Statistical Analysis

NHANES relies on a complex survey design using both clustering and stratification, which is presented in detail elsewhere (36). We analyzed the data with the statistical program R, version 3.0.2 (37), using the Survey package, version 3.28-2 (38) to provide the necessary methods for analyzing complex survey data (39). Sample weights provided with the NHANES data adjust for unequal probabilities of selection (some subpopulations were oversampled), nonresponse adjustments, and other adjustments (21). We used dietary weights when calculating dietary data and mobile examination center weights when calculating serum 25(OH)D status and vitamin D supplement intake, appropriately adjusted for the number of cycles of available data.
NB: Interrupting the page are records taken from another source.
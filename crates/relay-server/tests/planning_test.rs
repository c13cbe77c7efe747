//! Planning API integration tests against a running server.
//!
//! Run with: cargo test --test planning_test -- --ignored

use reqwest::Client;

fn base_url() -> String {
    std::env::var("RELAY_TEST_URL").unwrap_or_else(|_| "http://localhost:3000".to_string())
}

#[tokio::test]
#[ignore]
async fn test_health() {
    let resp = Client::new()
        .get(format!("{}/health", base_url()))
        .send()
        .await
        .expect("Failed to reach server");
    assert!(resp.status().is_success());
    assert_eq!(resp.text().await.unwrap(), "OK");
}

/// Endpoints 3 km apart never need a tower.
#[tokio::test]
#[ignore]
async fn test_direct_findpath() {
    let resp = Client::new()
        .get(format!("{}/v1/findpath", base_url()))
        .query(&[
            ("startLat", 25.3790),
            ("startLon", 49.5883),
            ("endLat", 25.3790),
            ("endLon", 49.6181),
        ])
        .send()
        .await
        .expect("Failed to request path");

    assert!(resp.status().is_success(), "Direct path should succeed");
    let plan: serde_json::Value = resp.json().await.unwrap();
    assert_eq!(plan["strategy"], "direct");
    assert!(is_two_node_path(&plan));
}

fn is_two_node_path(plan: &serde_json::Value) -> bool {
    plan["path"].as_array().map(Vec::len) == Some(2)
}

#[tokio::test]
#[ignore]
async fn test_pop_backbone() {
    let destinations = serde_json::json!([
        {"latitude": 25.3713, "longitude": 49.5810},
        {"latitude": 25.3823, "longitude": 49.5922}
    ]);
    let resp = Client::new()
        .post(format!("{}/v1/pop", base_url()))
        .query(&[("popLat", "25.3790"), ("popLon", "49.5883"), ("topology", "tree")])
        .json(&destinations)
        .send()
        .await
        .expect("Failed to request backbone");

    assert!(resp.status().is_success());
    let report: serde_json::Value = resp.json().await.unwrap();
    assert_eq!(report["stats"]["total_destinations"], 2);
    assert_eq!(report["stats"]["reachable_destinations"], 2);
}

#[tokio::test]
#[ignore]
async fn test_alhofuf_example() {
    let resp = Client::new()
        .get(format!("{}/v1/example/alhofuf", base_url()))
        .send()
        .await
        .expect("Failed to request example");

    assert!(resp.status().is_success());
    let report: serde_json::Value = resp.json().await.unwrap();
    assert_eq!(report["stats"]["total_destinations"], 8);
    assert!(accounts_for_every_landmark(&report));
}

fn accounts_for_every_landmark(report: &serde_json::Value) -> bool {
    let paths = report["paths"].as_array().map(Vec::len).unwrap_or(0);
    let unreachable = report["unreachable"].as_array().map(Vec::len).unwrap_or(0);
    paths + unreachable == 8
}
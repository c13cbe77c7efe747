//! Bridging over-long hops with real towers before final validation.

use crate::config::RepairConfig;
use crate::graph::NetworkGraph;
use crate::models::{Node, NodeKind};
use std::collections::HashSet;

pub struct SegmentRepairer<'g> {
    graph: &'g NetworkGraph,
    config: &'g RepairConfig,
}

impl<'g> SegmentRepairer<'g> {
    pub fn new(graph: &'g NetworkGraph, config: &'g RepairConfig) -> Self {
        Self { graph, config }
    }

    /// Insert towers into every hop longer than the link range where possible.
    ///
    /// Hops that cannot be bridged are kept as they are; validation rejects them.
    pub fn repair(&self, path: Vec<Node>) -> Vec<Node> {
        let range = self.graph.link_range_km();
        if path.windows(2).all(|pair| pair[0].distance_km(&pair[1]) <= range) {
            return path;
        }

        let mut used: HashSet<String> = path.iter().map(|node| node.id.clone()).collect();
        let mut repaired = Vec::with_capacity(path.len());
        let mut nodes = path.into_iter();
        let Some(first) = nodes.next() else {
            return repaired;
        };
        repaired.push(first);

        for next in nodes {
            let from = repaired.last().cloned();
            if let Some(from) = from {
                if from.distance_km(&next) > range {
                    let before = repaired.len();
                    self.bridge(&from, &next, 0, &mut repaired, &mut used);
                    tracing::debug!(
                        from = %from.id,
                        to = %next.id,
                        inserted = repaired.len() - before,
                        "repaired long segment"
                    );
                }
            }
            repaired.push(next);
        }
        repaired
    }

    /// Step to the in-range tower closest to `to`, as long as it is strictly closer than
    /// `from`, and recurse until the hop fits or the depth limit is reached.
    fn bridge(
        &self,
        from: &Node,
        to: &Node,
        depth: usize,
        out: &mut Vec<Node>,
        used: &mut HashSet<String>,
    ) {
        let range = self.graph.link_range_km();
        let span = from.distance_km(to);
        if span <= range || depth >= self.config.max_depth {
            return;
        }

        let relay = self
            .graph
            .nodes()
            .iter()
            .filter(|node| node.kind == NodeKind::Tower && !used.contains(&node.id))
            .filter(|node| from.distance_km(node) <= range)
            .map(|node| (node, node.distance_km(to)))
            .filter(|(_, to_end)| *to_end < span)
            .min_by(|a, b| a.1.total_cmp(&b.1))
            .map(|(node, _)| node.clone());

        if let Some(relay) = relay {
            used.insert(relay.id.clone());
            out.push(relay.clone());
            self.bridge(&relay, to, depth + 1, out, used);
        }
    }
}

#[cfg(test)]
mod tests {
    use super::*;
    use crate::geo::destination_point;

    fn at(id: &str, kind: NodeKind, east_km: f64) -> Node {
        let (lat, lon) = destination_point(25.0, 49.0, 90.0, east_km);
        Node::virtual_node(id, kind, lat, lon)
    }

    #[test]
    fn bridges_gap_with_towers() {
        let graph = NetworkGraph::build(
            vec![
                at("s", NodeKind::Start, 0.0),
                at("g", NodeKind::End, 24.0),
                at("t1", NodeKind::Tower, 8.0),
                at("t2", NodeKind::Tower, 16.0),
            ],
            10.1,
        );
        let config = RepairConfig::default();
        let repaired = SegmentRepairer::new(&graph, &config)
            .repair(vec![graph.node(0).clone(), graph.node(1).clone()]);
        let ids: Vec<&str> = repaired.iter().map(|node| node.id.as_str()).collect();
        assert_eq!(ids, vec!["s", "t1", "t2", "g"]);
    }

    #[test]
    fn valid_path_is_returned_unchanged() {
        let graph = NetworkGraph::build(
            vec![at("s", NodeKind::Start, 0.0), at("g", NodeKind::End, 5.0)],
            10.1,
        );
        let config = RepairConfig::default();
        let path = vec![graph.node(0).clone(), graph.node(1).clone()];
        assert_eq!(SegmentRepairer::new(&graph, &config).repair(path.clone()), path);
    }

    #[test]
    fn unbridgeable_gap_is_left_for_validation() {
        let graph = NetworkGraph::build(
            vec![
                at("s", NodeKind::Start, 0.0),
                at("g", NodeKind::End, 40.0),
                at("t1", NodeKind::Tower, 9.0),
            ],
            10.1,
        );
        let config = RepairConfig::default();
        let repaired = SegmentRepairer::new(&graph, &config)
            .repair(vec![graph.node(0).clone(), graph.node(1).clone()]);
        let ids: Vec<&str> = repaired.iter().map(|node| node.id.as_str()).collect();
        assert_eq!(ids, vec!["s", "t1", "g"]);
        assert!(repaired[1].distance_km(&repaired[2]) > 10.1);
    }

    #[test]
    fn depth_limit_bounds_insertions() {
        let graph = NetworkGraph::build(
            vec![
                at("s", NodeKind::Start, 0.0),
                at("g", NodeKind::End, 50.0),
                at("t1", NodeKind::Tower, 9.0),
                at("t2", NodeKind::Tower, 18.0),
                at("t3", NodeKind::Tower, 27.0),
            ],
            10.1,
        );
        let config = RepairConfig { max_depth: 2 };
        let repaired = SegmentRepairer::new(&graph, &config)
            .repair(vec![graph.node(0).clone(), graph.node(1).clone()]);
        assert_eq!(repaired.len(), 4);
    }
}
//! Shared library surface for the relay server and its tests.

pub mod api;
pub mod config;
pub mod state;
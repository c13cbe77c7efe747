//! Path post-processing: drop redundant relays and straighten sharp turns.

use crate::config::SmoothingConfig;
use crate::geo::{bearing_deg, bearing_delta_deg, haversine_km, midpoint};
use crate::graph::NetworkGraph;
use crate::models::NodeKind;
use std::collections::HashSet;

pub struct PathSmoother<'g> {
    graph: &'g NetworkGraph,
    config: &'g SmoothingConfig,
}

impl<'g> PathSmoother<'g> {
    pub fn new(graph: &'g NetworkGraph, config: &'g SmoothingConfig) -> Self {
        Self { graph, config }
    }

    /// Smooth an index path without ever lengthening it.
    ///
    /// Paths of three nodes or fewer come back unchanged. If the smoothed result has a
    /// hop beyond the link range the input is returned as-is.
    pub fn smooth(&self, path: &[usize]) -> Vec<usize> {
        if path.len() <= 3 {
            return path.to_vec();
        }

        let mut current = path.to_vec();
        for pass in 0..self.config.max_passes {
            let (next, changed) = self.smooth_pass(&current);
            current = next;
            tracing::debug!(pass, nodes = current.len(), changed, "smoothing pass");
            if !changed || current.len() <= 2 {
                break;
            }
        }

        if !self.is_connected(&current) {
            tracing::warn!(
                original = path.len(),
                smoothed = current.len(),
                "smoothed path broke link range, keeping original"
            );
            return path.to_vec();
        }
        current
    }

    fn smooth_pass(&self, path: &[usize]) -> (Vec<usize>, bool) {
        let range = self.graph.link_range_km();
        let mut in_path: HashSet<usize> = path.iter().copied().collect();
        let mut result = Vec::with_capacity(path.len());
        let mut changed = false;
        result.push(path[0]);

        for i in 1..path.len() - 1 {
            let a = *result.last().unwrap_or(&path[0]);
            let b = path[i];
            let c = path[i + 1];

            if self.graph.distance_km(a, c) <= range {
                in_path.remove(&b);
                changed = true;
                continue;
            }

            let turn = bearing_delta_deg(
                self.graph.node(a).bearing_to(self.graph.node(b)),
                self.graph.node(b).bearing_to(self.graph.node(c)),
            );
            if turn > self.config.turn_threshold_deg {
                if let Some(better) = self.better_middle(a, b, c, &in_path) {
                    tracing::debug!(
                        replaced = %self.graph.node(b).id,
                        with = %self.graph.node(better).id,
                        turn,
                        "straightened relay"
                    );
                    in_path.remove(&b);
                    in_path.insert(better);
                    result.push(better);
                    changed = true;
                    continue;
                }
            }
            result.push(b);
        }

        result.push(path[path.len() - 1]);
        (result, changed)
    }

    /// A real tower in range of both `a` and `c` that sits closer to their midpoint and
    /// bearing than `b` does.
    fn better_middle(
        &self,
        a: usize,
        b: usize,
        c: usize,
        in_path: &HashSet<usize>,
    ) -> Option<usize> {
        let range = self.graph.link_range_km();
        let current_score = self.middle_score(a, b, c);

        (0..self.graph.len())
            .filter(|idx| !in_path.contains(idx))
            .filter(|&idx| self.graph.node(idx).kind == NodeKind::Tower)
            .filter(|&idx| {
                self.graph.distance_km(a, idx) <= range && self.graph.distance_km(idx, c) <= range
            })
            .map(|idx| (idx, self.middle_score(a, idx, c)))
            .filter(|(_, score)| *score < current_score)
            .min_by(|x, y| x.1.total_cmp(&y.1).then_with(|| x.0.cmp(&y.0)))
            .map(|(idx, _)| idx)
    }

    fn middle_score(&self, a: usize, candidate: usize, c: usize) -> f64 {
        let (a, m, c) = (
            self.graph.node(a),
            self.graph.node(candidate),
            self.graph.node(c),
        );
        let (mid_lat, mid_lon) = midpoint(a.lat, a.lon, c.lat, c.lon);
        let direct = bearing_deg(a.lat, a.lon, c.lat, c.lon);
        let inbound = bearing_delta_deg(a.bearing_to(m), direct);
        let outbound = bearing_delta_deg(m.bearing_to(c), direct);
        haversine_km(m.lat, m.lon, mid_lat, mid_lon)
            + self.config.bearing_weight * (inbound + outbound)
    }

    fn is_connected(&self, path: &[usize]) -> bool {
        let range = self.graph.link_range_km();
        path.windows(2)
            .all(|pair| self.graph.distance_km(pair[0], pair[1]) <= range)
    }
}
For each analysis, we deleted cases with missing information on any of the variables in that analysis as well as cases for individuals older than 21 y, resulting in 7,764 unweighted cases for the dietary vitamin D analysis, 10,961 unweighted cases for the serum 25(OH)D analysis, and 30,128 unweighted cases for the supplemental vitamin D analysis.

Statement of Financial Support

This project was completed with no financial support.

Disclosure

There are no financial ties to this study, nor any potential or perceived conflicts of interest.